Stuttgart - Wenn die Bühnenarbeiter die schwarzen Vorhänge herausholen, um die leergebliebenen Hallenteile zu verhüllen, sieht die Porsche-Arena immer ein wenig so aus, als würde sie Trauer tragen. Traurig darüber, einer Karriere beim Verwelken zusehen zu müssen. Ein trister Abend also mit BAP vor doch etwas überraschend schmaler Kulisse von lediglich 3000 Fans? Keineswegs: Ein Konzert mit den Kölschrockern, zumal als Jubiläumsrevue mit den beliebtesten Lieder von 1976 bis 2016 konzipiert, hat allemal genug Substanz für einen unterhaltsamen Abend, ihr Bandleader genügend schön altersweises Charisma, um als markant verwitterter Seebär des Deutschrock sein Publikum auch nach vierzig Karrierejahren mitzureißen. Und noch immer kann Wolfgang Niedecken seine Figuren wie den „Jupp“ oder die „Alexandra“ kraftvoll zum Leben erwecken oder berührt in „Unger Krahnebäume“ (das an die Kölner Fotografenlegende Carl-Heinz Hargesheimer erinnert) als Chronist und engagierter Hüter des kulturellen Erbes seiner Heimatstadt.

Ein Geburtstagsständchen für Bob Dylan

Aber: Die Zeiten ändern sich, „the times, they are a-changin’“, wie Bob Dylan schon 1964 orakelte. Der wurde just an diesem Abend übrigens 75 Jahre alt, und fast am Ende eines mit rund dreieinviertel Stunden schlicht überlangen Konzertes widmete der „Dylan aus der Südstadt“ dem aus Duluth, Minnesota, dann doch noch ein Geburtstagsständchen und gratulierte dem größten aller amerikanischen Songpoeten mit warmen Worten („ohne ihn würde es diese Band nicht geben“) und einer feinen Version von Dylans frühem Protestsong „My back Pages“.

Bis dahin hatten sich Niedecken und Co. schon mehr als 150 Minuten lang durch Rock, Blues und Reggae gespielt und eigentlich nicht viel falsch gemacht. Von „Verdamp lang her“ über „Kristallnaach“ und „Aff und zo“ bis „Jraaduss“ (ein immer noch schöner Schunkler, vom Publikum stimmgewaltig mitgesungen) war so ziemlich jeder Klassiker an Bord, den Fans gerne hören – aus dem Best-of-Katalog fehlten einzig „Wellenreiter“ und „Mach et joot“.
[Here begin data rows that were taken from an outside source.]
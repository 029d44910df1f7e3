use anyhow::Result;
use serde::{Deserialize, Serialize};
use std::path::{Path, PathBuf};
use std::time::Duration;

use replica_sync::{ComparisonMode, FilterOptions, MetadataPolicy, SyncOptions, DEFAULT_INTERVAL};

/// Settings read from the TOML file; command-line flags override them
#[derive(Debug, Clone, PartialEq, Serialize, Deserialize)]
#[serde(deny_unknown_fields)]
pub struct AppConfig {
    #[serde(default)]
    pub source: Option<PathBuf>,
    #[serde(default)]
    pub replica: Option<PathBuf>,
    #[serde(default)]
    pub log_file: Option<PathBuf>,
    #[serde(default = "default_interval", with = "humantime_serde")]
    pub interval: Duration,
    #[serde(default)]
    pub mode: ComparisonMode,
    #[serde(default)]
    pub metadata_policy: MetadataPolicy,
    #[serde(default)]
    pub dry_run: bool,
    #[serde(default = "default_log_level")]
    pub log_level: String,
    #[serde(default)]
    pub json_logs: bool,
    #[serde(default)]
    pub filter: FilterOptions,
}

impl Default for AppConfig {
    fn default() -> Self {
        Self {
            source: None,
            replica: None,
            log_file: None,
            interval: default_interval(),
            mode: ComparisonMode::default(),
            metadata_policy: MetadataPolicy::default(),
            dry_run: false,
            log_level: default_log_level(),
            json_logs: false,
            filter: FilterOptions::default(),
        }
    }
}

impl AppConfig {
    pub async fn load<P: AsRef<Path>>(path: P) -> Result<Self> {
        let content = tokio::fs::read_to_string(path).await?;
        Self::parse(&content)
    }

    pub fn parse(content: &str) -> Result<Self> {
        let config: AppConfig = toml::from_str(content)?;
        Ok(config)
    }

    pub fn validate(&self) -> Result<()> {
        let (source, replica) = self.roots()?;

        if self.interval.is_zero() {
            anyhow::bail!("Sync interval must be greater than zero");
        }
        // each pass would copy the replica into itself, or prune the source
        let (resolved_source, resolved_replica) = (resolve(source)?, resolve(replica)?);
        if resolved_replica.starts_with(&resolved_source) || resolved_source.starts_with(&resolved_replica) {
            anyhow::bail!(
                "Source '{}' and replica '{}' must not contain each other",
                source.display(),
                replica.display()
            );
        }
        if !matches!(
            self.log_level.to_lowercase().as_str(),
            "trace" | "debug" | "info" | "warn" | "error"
        ) {
            anyhow::bail!("Unknown log level: {}", self.log_level);
        }

        Ok(())
    }

    /// Source and replica roots, both of which must be set
    pub fn roots(&self) -> Result<(&Path, &Path)> {
        let source = self
            .source
            .as_deref()
            .ok_or_else(|| anyhow::anyhow!("No source path given (use --source or `source` in the config file)"))?;
        let replica = self
            .replica
            .as_deref()
            .ok_or_else(|| anyhow::anyhow!("No replica path given (use --replica or `replica` in the config file)"))?;
        Ok((source, replica))
    }

    pub fn sync_options(&self) -> SyncOptions {
        SyncOptions {
            mode: self.mode,
            metadata_policy: self.metadata_policy,
            filter: self.filter.clone(),
            dry_run: self.dry_run,
            ..SyncOptions::default()
        }
    }
}

/// Absolute form of `path` with links and `..` resolved as far as the path
/// exists; the missing tail is appended unchanged
fn resolve(path: &Path) -> Result<PathBuf> {
    let absolute = std::env::current_dir()?.join(path);
    for existing in absolute.ancestors() {
        if let Ok(canonical) = existing.canonicalize() {
            let tail = absolute.strip_prefix(existing)?;
            return Ok(canonical.join(tail));
        }
    }
    Ok(absolute)
}

fn default_interval() -> Duration { DEFAULT_INTERVAL }
fn default_log_level() -> String { "info".to_string() }
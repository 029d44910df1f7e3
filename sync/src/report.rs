//! Sync events and the per-pass report

use std::path::{Path, PathBuf};
use std::time::Duration;
use chrono::{DateTime, Utc};
use serde::{Deserialize, Serialize};
use tokio::sync::mpsc;
use tracing::{info, warn};
use uuid::Uuid;

/// Action recorded for one path during a pass
#[derive(Debug, Clone, Copy, PartialEq, Eq, Hash, Serialize, Deserialize)]
pub enum SyncAction {
    /// File copied to a path missing from the replica
    Create,
    /// Stale replica file overwritten with the source copy
    Replace,
    /// Replica file (or other non-directory entry) removed
    Delete,
    /// Whole directory subtree copied
    CreateTree,
    /// Whole replica directory subtree removed
    DeleteTree,
    /// Source entry of an unsupported kind left alone
    Ignore,
    /// Entry or subtree could not be processed
    Fail,
}

impl SyncAction {
    /// Whether the action changes the replica
    pub fn is_mutation(self) -> bool {
        matches!(
            self,
            SyncAction::Create
                | SyncAction::Replace
                | SyncAction::Delete
                | SyncAction::CreateTree
                | SyncAction::DeleteTree
        )
    }
}

impl std::fmt::Display for SyncAction {
    fn fmt(&self, f: &mut std::fmt::Formatter<'_>) -> std::fmt::Result {
        match self {
            SyncAction::Create => write!(f, "Create"),
            SyncAction::Replace => write!(f, "Replace"),
            SyncAction::Delete => write!(f, "Delete"),
            SyncAction::CreateTree => write!(f, "CreateTree"),
            SyncAction::DeleteTree => write!(f, "DeleteTree"),
            SyncAction::Ignore => write!(f, "Ignore"),
            SyncAction::Fail => write!(f, "Fail"),
        }
    }
}

/// One record of the event stream
#[derive(Debug, Clone, PartialEq, Serialize, Deserialize)]
pub struct SyncEvent {
    pub action: SyncAction,
    /// Path relative to both roots; `.` is the root itself
    pub path: PathBuf,
    pub reason: String,
    pub timestamp: DateTime<Utc>,
}

impl SyncEvent {
    pub fn new(action: SyncAction, path: impl Into<PathBuf>, reason: impl Into<String>) -> Self {
        let path = path.into();
        Self {
            action,
            path: if path.as_os_str().is_empty() { PathBuf::from(".") } else { path },
            reason: reason.into(),
            timestamp: Utc::now(),
        }
    }
}

impl std::fmt::Display for SyncEvent {
    fn fmt(&self, f: &mut std::fmt::Formatter<'_>) -> std::fmt::Result {
        write!(f, "{} {}: {}", self.action, self.path.display(), self.reason)
    }
}

/// Destination for events as they are produced
pub trait EventSink {
    fn emit(&mut self, event: &SyncEvent);
}

/// Discards every event
#[derive(Debug, Default, Clone, Copy)]
pub struct NullSink;

impl EventSink for NullSink {
    fn emit(&mut self, _event: &SyncEvent) {}
}

impl EventSink for Vec<SyncEvent> {
    fn emit(&mut self, event: &SyncEvent) {
        self.push(event.clone());
    }
}

/// Writes every event to the `tracing` log
#[derive(Debug, Default, Clone, Copy)]
pub struct TracingSink;

impl EventSink for TracingSink {
    fn emit(&mut self, event: &SyncEvent) {
        match event.action {
            SyncAction::Ignore | SyncAction::Fail => warn!(
                action = %event.action,
                path = %event.path.display(),
                "{}",
                event.reason
            ),
            _ => info!(
                action = %event.action,
                path = %event.path.display(),
                "{}",
                event.reason
            ),
        }
    }
}

/// Forwards events to a tokio channel; a closed receiver drops them
impl EventSink for mpsc::UnboundedSender<SyncEvent> {
    fn emit(&mut self, event: &SyncEvent) {
        let _ = self.send(event.clone());
    }
}

/// Outcome of one reconciliation pass
#[derive(Debug, Clone, Serialize, Deserialize)]
pub struct SyncReport {
    pub pass_id: Uuid,
    pub started_at: DateTime<Utc>,
    pub duration: Duration,
    pub dry_run: bool,
    pub events: Vec<SyncEvent>,
}

impl SyncReport {
    pub(crate) fn new(dry_run: bool) -> Self {
        Self {
            pass_id: Uuid::new_v4(),
            started_at: Utc::now(),
            duration: Duration::ZERO,
            dry_run,
            events: Vec::new(),
        }
    }

    /// Number of events with the given action
    pub fn count(&self, action: SyncAction) -> usize {
        self.events.iter().filter(|e| e.action == action).count()
    }

    /// Number of events that changed (or would change, in a dry run) the replica
    pub fn mutations(&self) -> usize {
        self.events.iter().filter(|e| e.action.is_mutation()).count()
    }

    /// True when the replica was already in sync
    pub fn is_noop(&self) -> bool {
        self.mutations() == 0
    }

    pub fn failures(&self) -> impl Iterator<Item = &SyncEvent> {
        self.events.iter().filter(|e| e.action == SyncAction::Fail)
    }

    pub fn has_failures(&self) -> bool {
        self.failures().next().is_some()
    }

    /// Events recorded for a relative path
    pub fn events_for(&self, path: impl AsRef<Path>) -> Vec<&SyncEvent> {
        let path = path.as_ref();
        self.events.iter().filter(|e| e.path == path).collect()
    }

    /// (action, path) pairs, handy for assertions
    pub fn actions(&self) -> Vec<(SyncAction, PathBuf)> {
        self.events.iter().map(|e| (e.action, e.path.clone())).collect()
    }

    /// Pretty-printed JSON rendering of the report
    pub fn to_json(&self) -> crate::error::Result<String> {
        Ok(serde_json::to_string_pretty(self)?)
    }

    /// Get a human-readable summary
    pub fn summary(&self) -> String {
        format!(
            "Pass {} {}in {:.2}s: {} created, {} replaced, {} trees created, {} deleted, {} trees deleted, {} ignored, {} failed",
            self.pass_id,
            if self.dry_run { "(dry run) " } else { "" },
            self.duration.as_secs_f64(),
            self.count(SyncAction::Create),
            self.count(SyncAction::Replace),
            self.count(SyncAction::CreateTree),
            self.count(SyncAction::Delete),
            self.count(SyncAction::DeleteTree),
            self.count(SyncAction::Ignore),
            self.count(SyncAction::Fail),
        )
    }
}
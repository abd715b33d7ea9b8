//! Graph construction from parent edges.
//!
//! # Overview
//!
//! Builds a [`petgraph`] directed weighted graph whose vertex set is the
//! full validated catalog and whose edge set is exactly the parent edges
//! produced by the [`EdgeBuilder`](crate::edges::EdgeBuilder). Root events
//! contribute a node but no edge.
//!
//! ## Edge Direction
//!
//! An edge `j → i` means "`i` is the nearest earlier neighbor of `j`", i.e.
//! it points from child to parent. Edge weights are the nearest-neighbor
//! distances.
//!
//! ## Node Indices
//!
//! Nodes are inserted in catalog order, so `NodeIndex::new(p)` is the node
//! of the event at catalog position `p`. Node weights are event ids.
//!
//! ## Content Hash
//!
//! The graph carries a BLAKE3 hash of its edge set (child id, parent id,
//! weight bits), so two runs can be compared without diffing edge lists.

#![allow(clippy::module_name_repetitions)]

use std::collections::HashMap;

use petgraph::graph::{DiGraph, NodeIndex};
use petgraph::visit::EdgeRef;
use tracing::{debug, instrument};

use crate::catalog::{Catalog, EventId};
use crate::edges::{DuplicateLink, Edge, EdgeSet};

// ---------------------------------------------------------------------------
// CausalGraph
// ---------------------------------------------------------------------------

/// Directed child → parent graph over the whole catalog.
#[derive(Debug, Clone)]
pub struct CausalGraph {
    /// Nodes = event ids (index = catalog position), edges = parent links.
    pub graph: DiGraph<EventId, f64>,
    /// Mapping from event id to petgraph `NodeIndex`.
    pub node_map: HashMap<EventId, NodeIndex>,
    /// Zero-weight links between exact duplicates, carried alongside the
    /// graph since they are not time-ordered edges.
    pub duplicates: Vec<DuplicateLink>,
    /// BLAKE3 content hash of the edge set.
    pub content_hash: String,
}

impl CausalGraph {
    /// Assemble the graph for `catalog` from a parent edge set.
    ///
    /// Edges referring to positions outside the catalog are ignored.
    #[must_use]
    #[instrument(skip(catalog, set), fields(events = catalog.len(), edges = set.edges.len()))]
    pub fn from_edges(catalog: &Catalog, set: &EdgeSet) -> Self {
        let events = catalog.events();

        let mut graph = DiGraph::<EventId, f64>::with_capacity(events.len(), set.edges.len());
        let mut node_map: HashMap<EventId, NodeIndex> = HashMap::with_capacity(events.len());

        for event in events {
            let idx = graph.add_node(event.id);
            node_map.insert(event.id, idx);
        }

        let node_count = graph.node_count();
        for edge in &set.edges {
            if edge.child >= node_count || edge.parent >= node_count {
                continue;
            }
            graph.add_edge(
                NodeIndex::new(edge.child),
                NodeIndex::new(edge.parent),
                edge.weight,
            );
        }

        let content_hash = compute_edge_hash(&graph);
        debug!(nodes = graph.node_count(), edges = graph.edge_count(), "causal graph assembled");

        Self {
            graph,
            node_map,
            duplicates: set.duplicates.clone(),
            content_hash,
        }
    }

    /// Return the number of nodes (events) in the graph.
    #[must_use]
    pub fn node_count(&self) -> usize {
        self.graph.node_count()
    }

    /// Return the number of parent edges in the graph.
    #[must_use]
    pub fn edge_count(&self) -> usize {
        self.graph.edge_count()
    }

    /// Look up the `NodeIndex` for an event id.
    #[must_use]
    pub fn node_index(&self, id: EventId) -> Option<NodeIndex> {
        self.node_map.get(&id).copied()
    }

    /// Return the event id of a node.
    #[must_use]
    pub fn event_id(&self, idx: NodeIndex) -> Option<EventId> {
        self.graph.node_weight(idx).copied()
    }

    /// Parent edges as catalog positions, in insertion (child) order.
    pub fn edges(&self) -> impl Iterator<Item = Edge> + '_ {
        position_edges(&self.graph)
    }

    /// All edge weights, in insertion order.
    pub fn weights(&self) -> impl Iterator<Item = f64> + '_ {
        self.graph.edge_weights().copied()
    }
}

/// Edges of a child → parent graph expressed as catalog positions.
pub(crate) fn position_edges(graph: &DiGraph<EventId, f64>) -> impl Iterator<Item = Edge> + '_ {
    graph.edge_references().map(|e| Edge {
        child: e.source().index(),
        parent: e.target().index(),
        weight: *e.weight(),
    })
}

/// Compute a BLAKE3 hash of the edge list.
fn compute_edge_hash(graph: &DiGraph<EventId, f64>) -> String {
    let mut hasher = blake3::Hasher::new();
    for edge in graph.edge_references() {
        hasher.update(&graph[edge.source()].to_le_bytes());
        hasher.update(&graph[edge.target()].to_le_bytes());
        hasher.update(&edge.weight().to_bits().to_le_bytes());
    }
    format!("blake3:{}", hasher.finalize())
}

// ---------------------------------------------------------------------------
// Tests
// ---------------------------------------------------------------------------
Längst spielen da nicht mehr BAP von einst

Allerdings: Dass die Zeit der festen Bandbesetzungen bei Niedeckens BAP vorbei ist und Gruppe längst aus einem (allzu) häufig wechselnden Pool von Musikern besteht, ist nun leider auch nicht zu überhören. Da mag ein versiertes Septett den Sound noch so routiniert zwischen Rock und Westcoast-Music verankern, da mag Anne de Wolff an Fiddle und Posaune hübsche Klangfarbentupfer beisteuern oder die fette Hammondorgel von Michael Nass den Gitarren von Niedecken und Ulrich Rode fast ein wenig die Schau stehlen: Längst spielen da nicht mehr die BAP von einst, sondern eben „nur“ noch Wolfgang Niedecken und eine Musikschar, die sich darum bemühen, dem Mythos und der Seele von BAP nachzuspüren – und die dabei nicht immer fündig werden. Irgendwann beschädigt das permanente Herumschnitzen am Personaltableau eben doch einmal die Identität einer Band.